I'd like this piece to be both an exploration of how you should think about your startup's data privacy.
Empathizing with the fact that you're dealing with another persons' information, and understanding, it's your responsibility to do the right thing by them even when they aren't looking is how you should always see it.
The most important thing to understand is that you're dealing with a user's data, their data! Not yours.
Now I fully know some clauses exist to limit liability and allow for things like the sale of a company and promotional advertising. Some of these things (within specific contexts) are simply necessary to stay competitive. These open clauses have unfortunately become the de facto standard across startups, and while no sensible lawyer would recommend that you get rid of them, all these legalese also let you stretch the way you use personal data in many ways.

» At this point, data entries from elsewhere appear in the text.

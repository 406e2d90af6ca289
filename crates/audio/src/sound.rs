//! Loaded sounds and their playback session state.

use crate::host::{AudioBuffer, AudioContext};
use std::fmt;
use std::sync::{Arc, OnceLock};
use std::time::Duration;

/// Handle to a sound registered with a [`crate::SoundManager`].
///
/// Ids are only meaningful for the manager that issued them.
#[derive(Debug, Clone, Copy, PartialEq, Eq, Hash, PartialOrd, Ord)]
pub struct SoundId(pub(crate) usize);

impl SoundId {
    /// Position of the sound in its manager's registry.
    pub fn index(self) -> usize {
        self.0
    }
}

impl fmt::Display for SoundId {
    fn fmt(&self, f: &mut fmt::Formatter<'_>) -> fmt::Result {
        write!(f, "sound#{}", self.0)
    }
}

/// Slot filled in by the decoder once, from whatever thread finishes the decode.
pub(crate) type BufferSlot<B> = Arc<OnceLock<Arc<B>>>;

/// One loaded audio asset plus its current playback session.
pub struct Sound<C: AudioContext> {
    pub(crate) filename: String,
    pub(crate) is_music: bool,
    pub(crate) volume: f32,
    pub(crate) buffer: BufferSlot<C::Buffer>,
    /// Main gain node; the left channel when the session is panned.
    pub(crate) gain_node: Option<C::Node>,
    /// Right channel gain node; present only for panned sessions.
    pub(crate) gain_node2: Option<C::Node>,
    /// Wall-clock start of the current session, cleared by stop.
    pub(crate) played_at: Option<u64>,
    /// Part of stop-all/unlock-all. False when loaded without a context.
    pub(crate) registered: bool,
}

impl<C: AudioContext> Sound<C> {
    pub(crate) fn new(filename: String, is_music: bool, registered: bool) -> Self {
        Self {
            filename,
            is_music,
            volume: 1.0,
            buffer: Arc::new(OnceLock::new()),
            gain_node: None,
            gain_node2: None,
            played_at: None,
            registered,
        }
    }

    /// Locator the sound was loaded from.
    pub fn filename(&self) -> &str {
        &self.filename
    }

    /// Whether the music volume applies to this sound.
    pub fn is_music(&self) -> bool {
        self.is_music
    }

    /// Per-sound volume multiplier.
    pub fn volume(&self) -> f32 {
        self.volume
    }

    /// Whether decoding has finished successfully.
    pub fn is_loaded(&self) -> bool {
        self.buffer.get().is_some()
    }

    /// Decoded PCM data, once available.
    pub fn buffer(&self) -> Option<&Arc<C::Buffer>> {
        self.buffer.get()
    }

    /// Length of the decoded data, once available.
    pub fn duration(&self) -> Option<Duration> {
        self.buffer.get().map(|buffer| buffer.duration())
    }

    /// Gain node of the most recent session.
    pub fn gain_node(&self) -> Option<&C::Node> {
        self.gain_node.as_ref()
    }

    /// Right channel gain node of the most recent session, if it was panned.
    pub fn pan_node(&self) -> Option<&C::Node> {
        self.gain_node2.as_ref()
    }

    /// Start of the current session in milliseconds since the epoch.
    pub fn played_at(&self) -> Option<u64> {
        self.played_at
    }

    /// Whether bulk operations (stop all, unlock) include this sound.
    pub fn is_registered(&self) -> bool {
        self.registered
    }

    /// Whether `now_ms` falls inside the current session's playback window.
    pub(crate) fn is_playing_at(&self, now_ms: u64) -> bool {
        match (self.played_at, self.duration()) {
            (Some(started), Some(duration)) => {
                (now_ms as f64) < started as f64 + duration.as_secs_f64() * 1000.0
            }
            _ => false,
        }
    }
}

impl<C: AudioContext> fmt::Debug for Sound<C> {
    fn fmt(&self, f: &mut fmt::Formatter<'_>) -> fmt::Result {
        f.debug_struct("Sound")
            .field("filename", &self.filename)
            .field("is_music", &self.is_music)
            .field("volume", &self.volume)
            .field("loaded", &self.is_loaded())
            .field("panned", &self.gain_node2.is_some())
            .field("played_at", &self.played_at)
            .field("registered", &self.registered)
            .finish()
    }
}
//! Stereo pan law.

/// Per-channel gain multipliers for a pan position.
#[derive(Debug, Clone, Copy, PartialEq)]
pub struct PanGains {
    /// Multiplier for the left (first) output channel.
    pub left: f32,
    /// Multiplier for the right (second) output channel.
    pub right: f32,
}

impl PanGains {
    /// Compute the gains for `pan`, where `0.0` is hard left and `1.0` hard right.
    ///
    /// One channel always stays at full scale and the other is attenuated, so a
    /// centered sound is as loud as an unpanned one.
    pub fn new(pan: f32) -> Self {
        if pan < 0.5 {
            Self {
                left: 1.0,
                right: pan / (1.0 - pan),
            }
        } else {
            Self {
                left: (1.0 - pan) / pan,
                right: 1.0,
            }
        }
    }

    /// Both gains multiplied by `volume`.
    pub fn scaled(self, volume: f32) -> Self {
        Self {
            left: self.left * volume,
            right: self.right * volume,
        }
    }
}
//! Backend for hosts that offer no audio context at all.
//!
//! The types below are uninhabited: a [`NoAudio`] host never produces a
//! context, so none of their methods can ever run.

use crate::host::{
    AudioBackend, AudioBuffer, AudioContext, AudioDecoder, AudioNode, ContextState,
    DecodeCallback,
};
use crate::AudioError;
use std::sync::Arc;
use std::time::Duration;

/// Host without audio support.
#[derive(Debug, Clone, Copy, Default)]
pub struct NoAudio;

impl AudioBackend for NoAudio {
    type Context = NoContext;

    fn create_context(&self) -> Option<NoContext> {
        None
    }
}

/// Context that cannot exist.
#[derive(Debug)]
pub enum NoContext {}

/// Buffer that cannot exist.
#[derive(Debug)]
pub enum NoBuffer {}

/// Node that cannot exist.
#[derive(Debug, Clone)]
pub enum NoNode {}

/// Decoder that cannot exist.
#[derive(Debug)]
pub enum NoDecoder {}

impl AudioBuffer for NoBuffer {
    fn duration(&self) -> Duration {
        match *self {}
    }
}

impl AudioNode for NoNode {
    fn connect(&self, _destination: &Self, _output: u32, _input: u32) {
        match *self {}
    }

    fn set_gain(&self, _value: f32) {
        match *self {}
    }

    fn gain(&self) -> Option<f32> {
        match *self {}
    }
}

impl AudioDecoder for NoDecoder {
    type Buffer = NoBuffer;

    fn decode_audio_data(&self, _data: Vec<u8>, _done: DecodeCallback<NoBuffer>) {
        match *self {}
    }
}

impl AudioContext for NoContext {
    type Buffer = NoBuffer;
    type Node = NoNode;
    type Decoder = NoDecoder;

    fn state(&self) -> ContextState {
        match *self {}
    }

    fn resume(&self) {
        match *self {}
    }

    fn destination(&self) -> NoNode {
        match *self {}
    }

    fn check_start(&self, _buffer: &NoBuffer) -> Result<(), AudioError> {
        match *self {}
    }

    fn create_buffer_source(&self, _buffer: Arc<NoBuffer>) -> Option<NoNode> {
        match *self {}
    }

    fn create_gain(&self) -> NoNode {
        match *self {}
    }

    fn create_channel_splitter(&self, _channels: u32) -> NoNode {
        match *self {}
    }

    fn create_channel_merger(&self, _channels: u32) -> NoNode {
        match *self {}
    }

    fn start(&self, _source: &NoNode, _offset: f64) -> Result<(), AudioError> {
        match *self {}
    }

    fn decoder(&self) -> NoDecoder {
        match *self {}
    }
}
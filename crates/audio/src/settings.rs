//! Global volume controls.

use serde::{Deserialize, Serialize};

/// The two process-wide volume scalars.
///
/// Values are typically within `0.0..=1.0` but are stored as given. A value
/// of zero mutes its category completely: sounds in it refuse to play at all.
#[derive(Debug, Clone, Copy, PartialEq, Serialize, Deserialize)]
#[serde(default)]
pub struct GlobalVolumes {
    /// Volume applied to non-music sounds.
    pub effects: f32,
    /// Volume applied to music-flagged sounds.
    pub music: f32,
}

impl Default for GlobalVolumes {
    fn default() -> Self {
        Self {
            effects: 1.0,
            music: 1.0,
        }
    }
}

impl GlobalVolumes {
    /// Create global volumes with default values.
    pub fn new() -> Self {
        Self::default()
    }

    /// Volume for the category selected by `is_music`.
    pub fn get(&self, is_music: bool) -> f32 {
        if is_music {
            self.music
        } else {
            self.effects
        }
    }

    /// Set the volume for the category selected by `is_music`.
    pub fn set(&mut self, volume: f32, is_music: bool) {
        if is_music {
            self.music = volume;
        } else {
            self.effects = volume;
        }
    }

    /// Whether the category selected by `is_music` is muted.
    ///
    /// NaN counts as muted, like zero.
    pub fn is_muted(&self, is_music: bool) -> bool {
        let volume = self.get(is_music);
        volume == 0.0 || volume.is_nan()
    }
}

#[cfg(test)]
mod tests {
    use super::*;

    #[test]
    fn test_default_volumes() {
        let volumes = GlobalVolumes::default();
        assert_eq!(volumes.get(true), 1.0);
        assert_eq!(volumes.get(false), 1.0);
    }

    #[test]
    fn test_categories_are_independent() {
        let mut volumes = GlobalVolumes::new();
        volumes.set(0.25, true);
        assert_eq!(volumes.get(true), 0.25);
        assert_eq!(volumes.get(false), 1.0);

        volumes.set(0.0, false);
        assert!(volumes.is_muted(false));
        assert!(!volumes.is_muted(true));
    }

    #[test]
    fn test_nan_volume_is_muted() {
        let mut volumes = GlobalVolumes::new();
        volumes.set(f32::NAN, true);
        assert!(volumes.is_muted(true));
        assert!(!volumes.is_muted(false));
    }

    #[test]
    fn test_values_are_not_clamped() {
        let mut volumes = GlobalVolumes::new();
        volumes.set(1.5, false);
        assert_eq!(volumes.effects, 1.5);
    }

    #[test]
    fn test_partial_toml_keeps_defaults() {
        let volumes: GlobalVolumes = toml::from_str("music = 0.4").unwrap();
        assert_eq!(volumes.music, 0.4);
        assert_eq!(volumes.effects, 1.0);
    }
}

It's time to lead by example, and it'll work in your favor. When the industry leaders and startups alike have attracted a bad rep for being ruthlessly profit-hungry and willing to sell anything to keep the line moving up and to the left, we, the new founders, should be the change.
In my opinion, that's pretty simple; build solutions that create value in themselves. Then charge your users a fair dollar amount for your services. Don't even dip your toes in the murky waters, hoping to bait people with freemium and sell their data out the other end. It's just bad business. You're better off taking a stand and doing things differently.
If you're always worried thinking about security and protecting the privacy of everyone using your product, then I think you're doing it right. If you don't genuinely care about it, it'll rarely get prioritized.